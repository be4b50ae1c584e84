//! Mock users and groups.

use super::lock;
use crate::providers::DirectoryStore;
use async_trait::async_trait;
use campus_gsr_core::{Entitlement, Group, GroupId, GroupMember, GsrError, Result, User, UserId};
use std::collections::HashMap;
use std::sync::{Arc, Mutex};

#[derive(Debug, Default)]
struct Directory {
    users: HashMap<UserId, User>,
    groups: HashMap<GroupId, Group>,
    members: Vec<GroupMember>,
}

/// Mock directory of users, groups and memberships.
#[derive(Debug, Clone, Default)]
pub struct InMemoryDirectory {
    inner: Arc<Mutex<Directory>>,
}

impl InMemoryDirectory {
    /// Create an empty directory.
    #[must_use]
    pub fn new() -> Self {
        Self::default()
    }

    /// Add or replace a user.
    ///
    /// # Errors
    ///
    /// Returns error if lock is poisoned.
    pub fn insert_user(&self, user: User) -> Result<()> {
        lock(&self.inner)?.users.insert(user.id, user);
        Ok(())
    }

    /// Create a group named `name`.
    ///
    /// # Errors
    ///
    /// Returns error if lock is poisoned.
    pub fn insert_group(&self, name: &str) -> Result<Group> {
        let group = Group {
            id: GroupId::new(),
            name: name.to_string(),
        };
        lock(&self.inner)?.groups.insert(group.id, group.clone());
        Ok(group)
    }

    /// Add a membership, registering its user as well.
    ///
    /// # Errors
    ///
    /// Returns error if lock is poisoned.
    pub fn add_member(&self, member: GroupMember) -> Result<()> {
        let mut inner = lock(&self.inner)?;
        inner.users.entry(member.user.id).or_insert_with(|| member.user.clone());
        inner.members.push(member);
        Ok(())
    }
}

#[async_trait]
impl DirectoryStore for InMemoryDirectory {
    async fn user(&self, id: UserId) -> Result<Option<User>> {
        Ok(lock(&self.inner)?.users.get(&id).cloned())
    }

    async fn group(&self, id: GroupId) -> Result<Option<Group>> {
        Ok(lock(&self.inner)?.groups.get(&id).cloned())
    }

    async fn members(&self, group: GroupId) -> Result<Vec<GroupMember>> {
        Ok(lock(&self.inner)?
            .members
            .iter()
            .filter(|m| m.group == group)
            .cloned()
            .collect())
    }

    async fn set_member_entitlements(
        &self,
        group: GroupId,
        user: UserId,
        is_wharton: Entitlement,
        is_engineering: Entitlement,
    ) -> Result<()> {
        let mut inner = lock(&self.inner)?;
        let member = inner
            .members
            .iter_mut()
            .find(|m| m.group == group && m.user.id == user)
            .ok_or_else(|| GsrError::NotFound("Membership not found".to_string()))?;
        member.is_wharton = is_wharton;
        member.is_engineering = is_engineering;
        Ok(())
    }

    async fn set_user_entitlements(&self, user: UserId, is_wharton: Entitlement, is_engineering: Entitlement) -> Result<()> {
        let mut inner = lock(&self.inner)?;
        let row = inner
            .users
            .get_mut(&user)
            .ok_or_else(|| GsrError::NotFound(format!("User {user} not found")))?;
        row.is_wharton = is_wharton;
        row.is_engineering = is_engineering;
        for member in inner.members.iter_mut().filter(|m| m.user.id == user) {
            member.user.is_wharton = is_wharton;
            member.user.is_engineering = is_engineering;
        }
        Ok(())
    }
}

════

Exercise aim:
Go through the records and set each one down again, unchanged.

Answer area:
repository be4b50ae1c584e84
//! Mock users and groups.

use super::lock;
use crate::providers::DirectoryStore;
use async_trait::async_trait;
use campus_gsr_core::{Entitlement, Group, GroupId, GroupMember, GsrError, Result, User, UserId};
use std::collections::HashMap;
use std::sync::{Arc, Mutex};

#[derive(Debug, Default)]
struct Directory {
    users: HashMap<UserId, User>,
    groups: HashMap<GroupId, Group>,
    members: Vec<GroupMember>,
}

/// Mock directory of users, groups and memberships.
#[derive(Debug, Clone, Default)]
pub struct InMemoryDirectory {
    inner: Arc<Mutex<Directory>>,
}

impl InMemoryDirectory {
    /// Create an empty directory.
    #[must_use]
    pub fn new() -> Self {
        Self::default()
    }

    /// Add or replace a user.
    ///
    /// # Errors
    ///
    /// Returns error if lock is poisoned.
    pub fn insert_user(&self, user: User) -> Result<()> {
        lock(&self.inner)?.users.insert(user.id, user);
        Ok(())
    }

    /// Create a group named `name`.
    ///
    /// # Errors
    ///
    /// Returns error if lock is poisoned.
    pub fn insert_group(&self, name: &str) -> Result<Group> {
        let group = Group {
            id: GroupId::new(),
            name: name.to_string(),
        };
        lock(&self.inner)?.groups.insert(group.id, group.clone());
        Ok(group)
    }

    /// Add a membership, registering its user as well.
    ///
    /// # Errors
    ///
    /// Returns error if lock is poisoned.
    pub fn add_member(&self, member: GroupMember) -> Result<()> {
        let mut inner = lock(&self.inner)?;
        inner.users.entry(member.user.id).or_insert_with(|| member.user.clone());
        inner.members.push(member);
        Ok(())
    }
}

#[async_trait]
impl DirectoryStore for InMemoryDirectory {
    async fn user(&self, id: UserId) -> Result<Option<User>> {
        Ok(lock(&self.inner)?.users.get(&id).cloned())
    }

    async fn group(&self, id: GroupId) -> Result<Option<Group>> {
        Ok(lock(&self.inner)?.groups.get(&id).cloned())
    }

    async fn members(&self, group: GroupId) -> Result<Vec<GroupMember>> {
        Ok(lock(&self.inner)?
            .members
            .iter()
            .filter(|m| m.group == group)
            .cloned()
            .collect())
    }

    async fn set_member_entitlements(
        &self,
        group: GroupId,
        user: UserId,
        is_wharton: Entitlement,
        is_engineering: Entitlement,
    ) -> Result<()> {
        let mut inner = lock(&self.inner)?;
        let member = inner
            .members
            .iter_mut()
            .find(|m| m.group == group && m.user.id == user)
            .ok_or_else(|| GsrError::NotFound("Membership not found".to_string()))?;
        member.is_wharton = is_wharton;
        member.is_engineering = is_engineering;
        Ok(())
    }

    async fn set_user_entitlements(&self, user: UserId, is_wharton: Entitlement, is_engineering: Entitlement) -> Result<()> {
        let mut inner = lock(&self.inner)?;
        let row = inner
            .users
            .get_mut(&user)
            .ok_or_else(|| GsrError::NotFound(format!("User {user} not found")))?;
        row.is_wharton = is_wharton;
        row.is_engineering = is_engineering;
        for member in inner.members.iter_mut().filter(|m| m.user.id == user) {
            member.user.is_wharton = is_wharton;
            member.user.is_engineering = is_engineering;
        }
        Ok(())
    }
}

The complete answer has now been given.